Nas primeiras semanas vivendo em bunkers, as pessoas mantinham contato com o mundo exterior. Depois, permaneciam dentro do abrigo, podendo usar a luz artificial conforme seus ritmos internos de acordar, dormir e comer, por exemplo. Após estudarem os ciclos de sono, temperatura do corpo, produção de urina e outras questões fisiológicas e comportamentais, os pesquisadores viram que o que regula os horários e a vida das pessoas é um relógio endógeno que oscila de acordo com a luz e a escuridão. Essa descoberta ajudou a compreender a origem de muitos problemas de saúde relacionados ao envelhecimento, desordens do sono e sintomas do chamado jet lag como enjoos, irritação, fadiga, insônia, prisão de ventre e outros desconfortos fisiológicos.

“O sono na era pré-industrial era regulado pela luz solar. Ficávamos despertos quando havia luz externa e dormíamos quando cessava o dia. Mas, agora, com a luz elétrica, estamos sempre num ambiente interior recebendo um mínimo de luz em relação ao que receberíamos num ambiente externo. E à noite, em casa, não ficamos sem luz porque escureceu. Recebemos luz insuficiente durante o dia e luz em excesso à noite”, disse.

“Criamos um curto circuito em nosso cérebro, ao custo de mais pessoas adoecendo. As pessoas vitimadas pelo que chamamos social jet leg fumam mais, bebem mais café, sofrem mais de depressão e de problemas metabólicos”, disse o cientista.

A consequência de viver fora da sincronia do relógio circadiano não traz apenas prejuízos individuais. Os custos diretos e indiretos resultantes de distúrbios do sono e problemas relacionados ao relógio biológico somam 1% do produto interno bruto (PIB) dos países, algo como US$ 185 trilhões na União Europeia, US$ 173 trilhões nos Estados Unidos, e US $ 103 trilhões na China, mostrou.

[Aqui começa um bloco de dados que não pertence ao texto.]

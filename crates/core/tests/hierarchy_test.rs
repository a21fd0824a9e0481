//! End-to-end tests for hierarchy construction, top-down and bottom-up.

use geohier_core::error::HierarchyError;
use geohier_core::hierarchy::Hierarchy;
use geohier_core::points::{Point, PointSet};
use geohier_core::{
    assemble_rows, build_bottom_up, build_top_down, KMeansConfig, WeightedKMeans,
};

fn two_pair_points() -> PointSet {
    PointSet::new(vec![
        Point::new(0.0, 0.0),
        Point::new(0.1, 0.0),
        Point::new(10.0, 0.0),
        Point::new(10.1, 0.0),
    ])
}

fn kmeans(seed: u64) -> WeightedKMeans {
    WeightedKMeans::seeded(KMeansConfig::default(), seed)
}

fn assert_close(a: f64, b: f64) {
    assert!((a - b).abs() < 1e-9, "{} != {}", a, b);
}

/// Checks the structural invariants every built level must satisfy:
/// contiguous labels all populated, counts summing to the record total,
/// every point assigned exactly once.
fn assert_level_invariants(hierarchy: &Hierarchy, total_records: usize) {
    for level in &hierarchy.levels {
        assert_eq!(level.assignments.len(), total_records);
        assert_eq!(level.counts.len(), level.num_clusters());
        assert_eq!(level.counts.iter().sum::<usize>(), total_records);
        assert!(level.counts.iter().all(|&c| c > 0));
        assert!(level
            .assignments
            .iter()
            .all(|&label| label < level.num_clusters()));
    }
}

// ============================================================================
// Top-down
// ============================================================================

#[test]
fn test_top_down_single_level_recovers_groups() {
    let points = two_pair_points();
    let hierarchy = build_top_down(&mut kmeans(7), &points, &[2], 3).unwrap();

    assert_eq!(hierarchy.num_levels(), 1);
    assert_level_invariants(&hierarchy, 4);

    let level = &hierarchy.levels[0];
    assert_eq!(level.num_clusters(), 2);
    assert_eq!(level.assignments[0], level.assignments[1]);
    assert_eq!(level.assignments[2], level.assignments[3]);
    assert_ne!(level.assignments[0], level.assignments[2]);

    // Exactly two distinct centroids, each the mean of its pair.
    assert_close(level.centroid_of(0).lat, 0.05);
    assert_close(level.centroid_of(2).lat, 10.05);
}

#[test]
fn test_top_down_second_level_splits_each_parent() {
    let points = two_pair_points();
    let hierarchy = build_top_down(&mut kmeans(7), &points, &[2, 4], 3).unwrap();

    assert_eq!(hierarchy.num_levels(), 2);
    assert_level_invariants(&hierarchy, 4);

    // Quota {0:2, 1:2}: each 2-point parent splits into singletons.
    let fine = &hierarchy.levels[1];
    assert_eq!(fine.num_clusters(), 4);
    assert_eq!(fine.counts, vec![1, 1, 1, 1]);
    for id in 0..4 {
        assert_close(fine.centroid_of(id).lat, points[id].lat);
        assert_close(fine.centroid_of(id).lon, points[id].lon);
    }
}

#[test]
fn test_top_down_copies_single_quota_parents_forward() {
    // Target 3 over parents {2, 2}: one parent keeps quota 1 and its
    // centroid survives verbatim at the finer level.
    let points = two_pair_points();
    let hierarchy = build_top_down(&mut kmeans(13), &points, &[2, 3], 3).unwrap();

    assert_level_invariants(&hierarchy, 4);
    let coarse = &hierarchy.levels[0];
    let fine = &hierarchy.levels[1];
    assert_eq!(fine.num_clusters(), 3);

    let copied = fine
        .centroids
        .iter()
        .filter(|c| {
            coarse
                .centroids
                .iter()
                .any(|p| (p.lat - c.lat).abs() < 1e-12 && (p.lon - c.lon).abs() < 1e-12)
        })
        .count();
    assert_eq!(copied, 1);
}

#[test]
fn test_top_down_nested_levels_refine_parents() {
    // 8 points in 4 tight pairs; levels 2 then 4.
    let points = PointSet::new(vec![
        Point::new(0.0, 0.0),
        Point::new(0.1, 0.0),
        Point::new(0.0, 5.0),
        Point::new(0.1, 5.0),
        Point::new(10.0, 0.0),
        Point::new(10.1, 0.0),
        Point::new(10.0, 5.0),
        Point::new(10.1, 5.0),
    ]);
    let hierarchy = build_top_down(&mut kmeans(21), &points, &[2, 4], 5).unwrap();

    assert_level_invariants(&hierarchy, 8);
    assert_eq!(hierarchy.levels[0].num_clusters(), 2);
    assert_eq!(hierarchy.levels[1].num_clusters(), 4);

    // Children never straddle parents: points sharing a fine label share
    // their coarse label too.
    let coarse = &hierarchy.levels[0];
    let fine = &hierarchy.levels[1];
    for a in 0..8 {
        for b in 0..8 {
            if fine.assignments[a] == fine.assignments[b] {
                assert_eq!(coarse.assignments[a], coarse.assignments[b]);
            }
        }
    }
}

// ============================================================================
// Bottom-up
// ============================================================================

#[test]
fn test_bottom_up_merges_finest_level_centroids() {
    // Targets coarsest-first [2, 4]; consumed in reverse, so the finest
    // level (k=4) is fitted first and then merged into 2 super-clusters.
    let points = two_pair_points();
    let hierarchy = build_bottom_up(&mut kmeans(7), &points, &[2, 4], 3).unwrap();

    assert_eq!(hierarchy.num_levels(), 2);
    assert_level_invariants(&hierarchy, 4);

    let fine = &hierarchy.levels[0];
    let merged = &hierarchy.levels[1];
    assert_eq!(fine.num_clusters(), 4);
    assert_eq!(merged.num_clusters(), 2);

    // Relabeling is by composition: points sharing a fine label always
    // share the merged label.
    for a in 0..4 {
        for b in 0..4 {
            if fine.assignments[a] == fine.assignments[b] {
                assert_eq!(merged.assignments[a], merged.assignments[b]);
            }
        }
    }

    // The weighted merge of the four singleton centroids recovers the
    // two spatial groups.
    assert_eq!(merged.assignments[0], merged.assignments[1]);
    assert_eq!(merged.assignments[2], merged.assignments[3]);
    assert_ne!(merged.assignments[0], merged.assignments[2]);
    assert_eq!(merged.counts, vec![2, 2]);
}

#[test]
fn test_bottom_up_counts_are_point_counts_at_every_level() {
    let points = PointSet::new(vec![
        Point::new(0.0, 0.0),
        Point::new(0.1, 0.0),
        Point::new(0.2, 0.0),
        Point::new(10.0, 0.0),
        Point::new(10.1, 0.0),
        Point::new(20.0, 0.0),
    ]);
    let hierarchy = build_bottom_up(&mut kmeans(19), &points, &[2, 3, 6], 5).unwrap();

    assert_eq!(hierarchy.num_levels(), 3);
    assert_level_invariants(&hierarchy, 6);
    assert_eq!(hierarchy.levels[0].num_clusters(), 6);
    assert_eq!(hierarchy.levels[1].num_clusters(), 3);
    assert_eq!(hierarchy.levels[2].num_clusters(), 2);
}

// ============================================================================
// End-to-end rows
// ============================================================================

#[test]
fn test_single_level_rows_share_group_centroids() {
    // Two obvious 2-point groups, one level of 2 clusters: each row's
    // single centroid column is the centroid of its group, and exactly two
    // distinct centroid values appear across the four rows.
    let points = two_pair_points();
    let hierarchy = build_top_down(&mut kmeans(7), &points, &[2], 3).unwrap();

    let rows = assemble_rows(&points, &hierarchy, 3, "::");

    assert_eq!(rows.len(), 4);
    for row in &rows {
        assert_eq!(row.len(), 3);
        assert_eq!(row[2], "*");
    }
    assert_eq!(rows[0][1], rows[1][1]);
    assert_eq!(rows[2][1], rows[3][1]);
    assert_ne!(rows[0][1], rows[2][1]);
    assert_eq!(rows[0][1], "0.050::0.000");
    assert_eq!(rows[2][1], "10.050::0.000");
}

// ============================================================================
// Failure propagation
// ============================================================================

#[test]
fn test_quota_failure_carries_level_context() {
    // Level 1 target (2) is below the parent cluster count (3).
    let points = PointSet::new(vec![
        Point::new(0.0, 0.0),
        Point::new(0.1, 0.0),
        Point::new(10.0, 0.0),
        Point::new(10.1, 0.0),
        Point::new(20.0, 0.0),
        Point::new(20.1, 0.0),
    ]);
    let err = build_top_down(&mut kmeans(5), &points, &[3, 2], 3).unwrap_err();

    match err {
        HierarchyError::Level { level, target, source } => {
            assert_eq!(level, 1);
            assert_eq!(target, 2);
            assert!(matches!(*source, HierarchyError::QuotaUnsatisfiable { .. }));
        }
        other => panic!("expected Level wrapper, got {:?}", other),
    }
}

#[test]
fn test_oversized_quota_fails_with_cluster_count_error() {
    // Target 5 over parents {2, 2} allocates a quota of 3 to a 2-point
    // parent; the sub-fit must reject it rather than invent clusters.
    let points = two_pair_points();
    let err = build_top_down(&mut kmeans(5), &points, &[2, 5], 3).unwrap_err();

    match err {
        HierarchyError::Level { level, source, .. } => {
            assert_eq!(level, 1);
            assert!(matches!(
                *source,
                HierarchyError::InvalidClusterCount { .. }
            ));
        }
        other => panic!("expected Level wrapper, got {:?}", other),
    }
}

#[test]
fn test_more_clusters_than_points_fails_at_level_zero() {
    let points = two_pair_points();
    let err = build_top_down(&mut kmeans(5), &points, &[9], 3).unwrap_err();

    match err {
        HierarchyError::Level { level, source, .. } => {
            assert_eq!(level, 0);
            assert!(matches!(
                *source,
                HierarchyError::InvalidClusterCount {
                    requested: 9,
                    available: 4
                }
            ));
        }
        other => panic!("expected Level wrapper, got {:?}", other),
    }
}
//! Clustering primitives: the external capability boundary, the default
//! weighted k-means implementation, and the balance-selecting runner.

pub mod capability;
pub mod kmeans;
pub mod runner;

pub use capability::{ClusteringCapability, FitOutcome};
pub use kmeans::{KMeansConfig, WeightedKMeans};
pub use runner::{best_run, ClusterRun};
//! geohier - multi-resolution clustering hierarchies for lat/lon points.
//!
//! Builds a tree-like, multi-column generalization per point by clustering
//! the input at several granularities, either top-down (recursive splitting)
//! or bottom-up (centroid merging).

pub mod assemble;
pub mod cluster;
pub mod error;
pub mod hierarchy;
pub mod params;
pub mod points;

pub use assemble::assemble_rows;
pub use cluster::capability::{ClusteringCapability, FitOutcome};
pub use cluster::kmeans::{KMeansConfig, WeightedKMeans};
pub use cluster::runner::best_run;
pub use hierarchy::bottom_up::build_bottom_up;
pub use hierarchy::top_down::build_top_down;
pub use hierarchy::{ClusterLevel, Hierarchy};
pub use params::{HierarchyParams, Order};
pub use points::{Point, PointSet};

pub use error::{HierarchyError, Result};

A ciência também não pode prescindir do método de hipóteses, disse. “Não podemos nos tornar pretensiosos. Uma biologista molecular uma vez disse que não precisava de hipóteses para investigar o gene e o que ele faz. Mas a natureza não é um conjunto de peças de lego. A informação científica é gerada por muitas etapas abstratas envolvendo diferentes métodos e maquinários. Uma pesquisa científica depende de um encadeamento de etapas que precisam de verificação e não é possível fazer isso sem hipóteses. A hipótese é necessária para certificarmos de que não estamos indo para a direção errada. E também para isso, precisamos das Humanidades”, enfatizou.

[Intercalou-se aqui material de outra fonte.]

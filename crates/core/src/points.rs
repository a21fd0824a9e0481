//! Input point storage.
//!
//! Points are kept in an arena; a point's stable identifier is its
//! ingestion index. Every cross-level lookup uses that index, never the
//! coordinate values themselves (distinct points may share coordinates).

/// A latitude/longitude pair. Coordinates are opaque 2-D values; no
/// projection or wrap-around handling is applied.
#[derive(Debug, Clone, Copy, PartialEq, Default)]
pub struct Point {
    pub lat: f64,
    pub lon: f64,
}

impl Point {
    pub fn new(lat: f64, lon: f64) -> Self {
        Self { lat, lon }
    }

    /// Squared Euclidean distance to another point.
    pub fn distance_squared(&self, other: &Point) -> f64 {
        let dlat = self.lat - other.lat;
        let dlon = self.lon - other.lon;
        dlat * dlat + dlon * dlon
    }
}

/// Immutable, indexable collection of input points.
///
/// Built once from input and never mutated; the index of a point is its
/// identifier for the lifetime of the invocation.
#[derive(Debug, Clone, Default)]
pub struct PointSet {
    points: Vec<Point>,
}

impl PointSet {
    pub fn new(points: Vec<Point>) -> Self {
        Self { points }
    }

    pub fn len(&self) -> usize {
        self.points.len()
    }

    pub fn is_empty(&self) -> bool {
        self.points.is_empty()
    }

    pub fn get(&self, id: usize) -> Point {
        self.points[id]
    }

    pub fn as_slice(&self) -> &[Point] {
        &self.points
    }

    pub fn iter(&self) -> std::slice::Iter<'_, Point> {
        self.points.iter()
    }
}

impl FromIterator<Point> for PointSet {
    fn from_iter<I: IntoIterator<Item = Point>>(iter: I) -> Self {
        Self::new(iter.into_iter().collect())
    }
}

impl std::ops::Index<usize> for PointSet {
    type Output = Point;

    fn index(&self, id: usize) -> &Point {
        &self.points[id]
    }
}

Outro alerta: a ciência precisa superar a mentalidade masculina que ainda impera no mundo acadêmico, disse. “Garotos gostam de brinquedos enormes e talvez isso explique nosso gosto por máquinas grandes e caras. Mas se continuarmos a investir em máquinas caras, processaremos cada vez mais dados que ainda não podemos analisar apropriadamente. Portanto, deveríamos investir em jovens cérebros capazes de descobrir estratégias matemáticas inteligentes que permitam analisar redes de genes e células cerebrais, por exemplo”, disse.

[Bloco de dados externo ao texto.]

//! Bottom-up hierarchy construction.
//!
//! Builds levels finest to coarsest: the target list is consumed in
//! reverse, and each level after the first merges the previous level's
//! centroids, weighted by member count, into fewer super-clusters. Points
//! are relabeled by composition through their previous centroid, never
//! re-clustered directly.

use tracing::debug;

use crate::cluster::capability::ClusteringCapability;
use crate::cluster::runner::best_run;
use crate::error::Result;
use crate::hierarchy::{ClusterLevel, Hierarchy};
use crate::params::Order;
use crate::points::PointSet;

/// Builds a bottom-up hierarchy over `points`.
///
/// `targets` are given coarsest first, exactly as for the top-down builder;
/// they are processed in reverse so the finest level is fitted first.
/// Member counts at every level count original points, so each level's
/// counts sum to the record total.
pub fn build_bottom_up<C: ClusteringCapability>(
    capability: &mut C,
    points: &PointSet,
    targets: &[usize],
    retries: usize,
) -> Result<Hierarchy> {
    let total_records = points.len();
    let mut levels: Vec<ClusterLevel> = Vec::with_capacity(targets.len());

    for (level_idx, &target) in targets.iter().rev().enumerate() {
        let level = if level_idx == 0 {
            let run = best_run(capability, points.as_slice(), target, retries, None)
                .map_err(|e| e.at_level(level_idx, target))?;
            ClusterLevel::from_assignments(run.labels, run.centroids)
        } else {
            let prev = levels.last().expect("previous level exists");
            merge_level(capability, prev, target, retries)
                .map_err(|e| e.at_level(level_idx, target))?
        };

        debug!(
            level = level_idx,
            clusters = level.num_clusters(),
            "built bottom-up level"
        );
        debug_assert_eq!(level.counts.iter().sum::<usize>(), total_records);
        levels.push(level);
    }

    Ok(Hierarchy::new(levels, Order::BottomUp))
}

/// Merges the previous level's centroids into `target` super-clusters.
fn merge_level<C: ClusteringCapability>(
    capability: &mut C,
    prev: &ClusterLevel,
    target: usize,
    retries: usize,
) -> Result<ClusterLevel> {
    let weights: Vec<f64> = prev.counts.iter().map(|&c| c as f64).collect();
    let run = best_run(
        capability,
        &prev.centroids,
        target,
        retries,
        Some(&weights),
    )?;

    // A point's merged label is the merged label of its previous centroid.
    let assignments: Vec<usize> = prev
        .assignments
        .iter()
        .map(|&label| run.labels[label])
        .collect();

    Ok(ClusterLevel::from_assignments(assignments, run.centroids))
}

Alertou também sobre conceitos relacionados a religião, ciência e conhecimento, num meio cada vez mais devotado à ciência. “A ciência está se tornando uma nova religião. Veja o Salk Institute, dos Estados Unidos, um prédio lindo que parece um templo. Não podemos confundir as coisas. E inclusive para lidar com isso, precisamos das Humanidades e talvez até de religiosos para nos dizer o que é religião. Afinal, temos de respeitar as ideias e os avanços da ciência. Mas, ao mesmo tempo, devemos faltar com o respeito e tentar prová-las erradas”, concluiu.